Topic 2: Open Learning – sharing and openness

Cassiopeia A is a supernova remnant in the constellation Cassiopeia. Credit: NASA/CXC/SAO From:  

“Reaching more people.”

For this topic, the word I would associate with the idea of “sharing and adopting an open approach to sharing ” (or allowing it to be shared by others) is the word Reaching More People

Three words actually. 

In courses I create as part of my teaching in the university, “knowledge” is shared to students but “teaching materials” are shared with no one in particular. The knowledge shared with students is what they receive as the content of the course while the teaching material used is usually not the focus of their study. By teaching material, I mean the overall design of the course, which include the rationale for the choices of certain assessment methods, the particular flow of the contents, the teaching techniques employed to encourage student learning and many other components designed into the course. So there is the course content and there is the teaching material.  

Sharing the course content (i.e. from me to my students) and the sharing of the same  course content from my students to other students, whether these are internal or external students to the university) is usually what I what comes to my mind when talk about “sharing and openness”. For this, the idea of openness is exciting to me in that with social media, such as YouTube and TikTok, it is possible to easily share course content to a large audience worldwide. 
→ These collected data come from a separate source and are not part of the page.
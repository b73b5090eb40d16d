//! # Numeric Primitives
//!
//! $$
//! \sigma_p^2 = \mathbf{w}^\top \Sigma \mathbf{w}
//! $$
//!
//! Shared sample statistics and portfolio arithmetic used by every component.

/// Trading periods per year used for annualization.
pub const TRADING_DAYS_PER_YEAR: f64 = 252.0;

/// Arithmetic mean; 0.0 for an empty slice.
pub fn sample_mean(xs: &[f64]) -> f64 {
  if xs.is_empty() {
    0.0
  } else {
    xs.iter().sum::<f64>() / xs.len() as f64
  }
}

/// Unbiased sample variance (ddof = 1); 0.0 below two observations.
pub fn sample_variance(xs: &[f64], mean: f64) -> f64 {
  if xs.len() < 2 {
    return 0.0;
  }

  let mut acc = 0.0;
  for &x in xs {
    let d = x - mean;
    acc += d * d;
  }
  acc / (xs.len() - 1) as f64
}

/// Sample standard deviation (ddof = 1).
pub fn sample_std(xs: &[f64]) -> f64 {
  sample_variance(xs, sample_mean(xs)).sqrt()
}

/// Unbiased sample covariance of two equal-length slices.
pub fn sample_covariance(x: &[f64], y: &[f64]) -> f64 {
  let n = x.len().min(y.len());
  if n < 2 {
    return 0.0;
  }

  let mx = sample_mean(&x[..n]);
  let my = sample_mean(&y[..n]);

  let mut acc = 0.0;
  for i in 0..n {
    acc += (x[i] - mx) * (y[i] - my);
  }
  acc / (n - 1) as f64
}

pub(crate) fn dot(a: &[f64], b: &[f64]) -> f64 {
  a.iter().zip(b.iter()).map(|(x, y)| x * y).sum()
}

pub(crate) fn mat_vec_mul(mat: &[Vec<f64>], v: &[f64]) -> Vec<f64> {
  mat
    .iter()
    .map(|row| row.iter().zip(v.iter()).map(|(a, b)| a * b).sum())
    .collect()
}

/// Expected portfolio return `w . mu`.
pub fn portfolio_return(weights: &[f64], expected_returns: &[f64]) -> f64 {
  dot(weights, expected_returns)
}

/// Portfolio volatility `sqrt(w' Sigma w)`, clamped at zero.
pub fn portfolio_volatility(weights: &[f64], cov: &[Vec<f64>]) -> f64 {
  let sigma_w = mat_vec_mul(cov, weights);
  dot(weights, &sigma_w).max(0.0).sqrt()
}

/// Linear-interpolation percentile of a sorted slice, `p` in `[0, 100]`.
///
/// Matches `numpy.percentile` with the default interpolation.
pub fn percentile(sorted: &[f64], p: f64) -> f64 {
  let n = sorted.len();
  if n == 0 {
    return 0.0;
  }
  if n == 1 {
    return sorted[0];
  }

  let rank = (p / 100.0).clamp(0.0, 1.0) * (n - 1) as f64;
  let lo = rank.floor() as usize;
  let hi = rank.ceil() as usize;
  let frac = rank - lo as f64;

  sorted[lo] + (sorted[hi] - sorted[lo]) * frac
}

pub(crate) fn sorted_copy(xs: &[f64]) -> Vec<f64> {
  let mut out = xs.to_vec();
  out.sort_by(|a, b| a.partial_cmp(b).unwrap_or(std::cmp::Ordering::Equal));
  out
}

/// Largest peak-to-trough loss of the compounded return path, as a
/// positive fraction. Order of the series matters.
pub fn max_drawdown(returns: &[f64]) -> f64 {
  let mut wealth = 1.0;
  let mut peak = 1.0;
  let mut max_dd = 0.0_f64;

  for &r in returns {
    wealth *= 1.0 + r;
    if wealth > peak {
      peak = wealth;
    }
    if peak > 0.0 {
      max_dd = max_dd.max((peak - wealth) / peak);
    }
  }

  max_dd
}

#[cfg(test)]
mod tests {
  use approx::assert_abs_diff_eq;

  use super::*;

  #[test]
  fn percentile_matches_numpy_linear_interpolation() {
    let sorted = vec![-0.05, -0.03, 0.01, 0.02, 0.10];

    // rank 0.8 between -0.05 and -0.03
    assert_abs_diff_eq!(percentile(&sorted, 20.0), -0.034, epsilon = 1e-12);
    assert_abs_diff_eq!(percentile(&sorted, 0.0), -0.05, epsilon = 1e-12);
    assert_abs_diff_eq!(percentile(&sorted, 100.0), 0.10, epsilon = 1e-12);
    assert_abs_diff_eq!(percentile(&sorted, 50.0), 0.01, epsilon = 1e-12);
  }

  #[test]
  fn variance_uses_unbiased_denominator() {
    let xs = vec![1.0, 2.0, 3.0, 4.0];
    let var = sample_variance(&xs, sample_mean(&xs));
    assert_abs_diff_eq!(var, 5.0 / 3.0, epsilon = 1e-12);
  }

  #[test]
  fn drawdown_tracks_running_peak() {
    let returns = vec![0.10, -0.20, 0.05, -0.10];
    // wealth: 1.10, 0.88, 0.924, 0.8316; peak stays 1.10
    let dd = max_drawdown(&returns);
    assert_abs_diff_eq!(dd, (1.10 - 0.8316) / 1.10, epsilon = 1e-12);
  }

  #[test]
  fn drawdown_is_zero_for_monotone_gains() {
    assert_eq!(max_drawdown(&[0.01, 0.02, 0.005]), 0.0);
    assert_eq!(max_drawdown(&[]), 0.0);
  }

  #[test]
  fn portfolio_volatility_is_nonnegative() {
    let cov = vec![vec![0.04, 0.01], vec![0.01, 0.09]];
    let vol = portfolio_volatility(&[0.5, 0.5], &cov);
    assert_abs_diff_eq!(vol, (0.25_f64 * 0.04 + 0.25 * 0.09 + 0.5 * 0.01).sqrt(), epsilon = 1e-12);
  }
}
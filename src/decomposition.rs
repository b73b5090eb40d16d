//! # Risk Decomposition
//!
//! $$
//! \sigma_p = \sum_i w_i \frac{(\Sigma \mathbf{w})_i}{\sigma_p}
//! $$
//!
//! Marginal and component risk contributions, diversification ratio and an
//! illustrative category split of total volatility.

use tracing::warn;

use crate::data::dot;
use crate::data::mat_vec_mul;
use crate::types::RiskDecomposition;

/// Decompose portfolio volatility into per-asset contributions.
///
/// The market/credit/liquidity/operational figures are a fixed 60/20/15/5
/// split of total risk, not a factor model; treat them as illustrative.
pub fn decompose_risk(weights: &[f64], cov: &[Vec<f64>]) -> Option<RiskDecomposition> {
  let n = weights.len();
  if n == 0 || cov.len() != n || cov.iter().any(|row| row.len() != n) {
    warn!(
      assets = n,
      cov_rows = cov.len(),
      "risk decomposition inputs empty or of mismatched shape"
    );
    return None;
  }

  let sigma_w = mat_vec_mul(cov, weights);
  let variance = dot(weights, &sigma_w).max(0.0);
  let total_risk = variance.sqrt();

  let (marginal, component) = if total_risk > 1e-15 {
    let marginal: Vec<f64> = sigma_w.iter().map(|&sw| sw / total_risk).collect();
    let component: Vec<f64> = weights
      .iter()
      .zip(marginal.iter())
      .map(|(&w, &m)| w * m)
      .collect();
    (marginal, component)
  } else {
    (vec![0.0; n], vec![0.0; n])
  };

  Some(RiskDecomposition {
    total_risk,
    market_risk: total_risk * 0.60,
    credit_risk: total_risk * 0.20,
    liquidity_risk: total_risk * 0.15,
    operational_risk: total_risk * 0.05,
    diversification_ratio: diversification_ratio(weights, cov, total_risk),
    marginal_contributions: marginal,
    component_contributions: component,
  })
}

/// Weighted average of individual asset volatilities over portfolio
/// volatility; 1 under perfect correlation, above 1 when diversification
/// reduces risk below the naive average.
pub fn diversification_ratio(weights: &[f64], cov: &[Vec<f64>], total_risk: f64) -> f64 {
  if total_risk < 1e-15 {
    return 0.0;
  }

  let weighted_vol: f64 = weights
    .iter()
    .enumerate()
    .map(|(i, &w)| {
      let var = cov
        .get(i)
        .and_then(|row| row.get(i))
        .copied()
        .unwrap_or(0.0)
        .max(0.0);
      w.abs() * var.sqrt()
    })
    .sum();

  weighted_vol / total_risk
}

#[cfg(test)]
mod tests {
  use approx::assert_abs_diff_eq;

  use super::*;
  use crate::data::portfolio_volatility;

  fn sample_cov() -> Vec<Vec<f64>> {
    vec![
      vec![0.04, 0.01, 0.005],
      vec![0.01, 0.09, 0.01],
      vec![0.005, 0.01, 0.0225],
    ]
  }

  #[test]
  fn component_contributions_sum_to_total_risk() {
    let weights = vec![0.5, 0.3, 0.2];
    let cov = sample_cov();

    let decomp = decompose_risk(&weights, &cov).unwrap();
    let sum: f64 = decomp.component_contributions.iter().sum();

    assert_abs_diff_eq!(sum, decomp.total_risk, epsilon = 1e-6);
    assert_abs_diff_eq!(
      decomp.total_risk,
      portfolio_volatility(&weights, &cov),
      epsilon = 1e-12
    );
  }

  #[test]
  fn category_split_is_proportional() {
    let decomp = decompose_risk(&[0.5, 0.3, 0.2], &sample_cov()).unwrap();
    let total = decomp.market_risk + decomp.credit_risk + decomp.liquidity_risk
      + decomp.operational_risk;
    assert_abs_diff_eq!(total, decomp.total_risk, epsilon = 1e-12);
    assert_abs_diff_eq!(decomp.market_risk, 0.6 * decomp.total_risk, epsilon = 1e-12);
  }

  #[test]
  fn diversification_ratio_is_one_under_perfect_correlation() {
    // Identical assets with correlation 1.
    let cov = vec![vec![0.04, 0.04], vec![0.04, 0.04]];
    let decomp = decompose_risk(&[0.5, 0.5], &cov).unwrap();
    assert_abs_diff_eq!(decomp.diversification_ratio, 1.0, epsilon = 1e-12);
  }

  #[test]
  fn diversification_ratio_exceeds_one_for_uncorrelated_assets() {
    let cov = vec![vec![0.04, 0.0], vec![0.0, 0.04]];
    let decomp = decompose_risk(&[0.5, 0.5], &cov).unwrap();
    assert!(decomp.diversification_ratio > 1.0);
  }

  #[test]
  fn decomposition_rejects_shape_mismatch() {
    assert!(decompose_risk(&[0.5, 0.5], &[vec![0.04]]).is_none());
    assert!(decompose_risk(&[], &[]).is_none());
  }
}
However, to be heard is another side of the coin in “sharing and openness” that makes or breaks the idea of sharing content with the world. With so many people offering so many of the same content, it is a crowded place in the Internet. Not knowing how YouTube algorithm works means that my desire to share my knowledge with the world could only be a desire and nothing more. In the world of YouTube or other social media, not knowing how to work along their search engine optimization algorithm, they will likely sideline your noble attempt and only be assigned a far corner of the digital universe much like a star waiting to be discovered. 

So desiring to share openly in the digital world and to have people hear what you are sharing are really the two hands that need to clap together. This is unlike the scenario in the university where my contents are shared to a captive audience of 100 to 200 students.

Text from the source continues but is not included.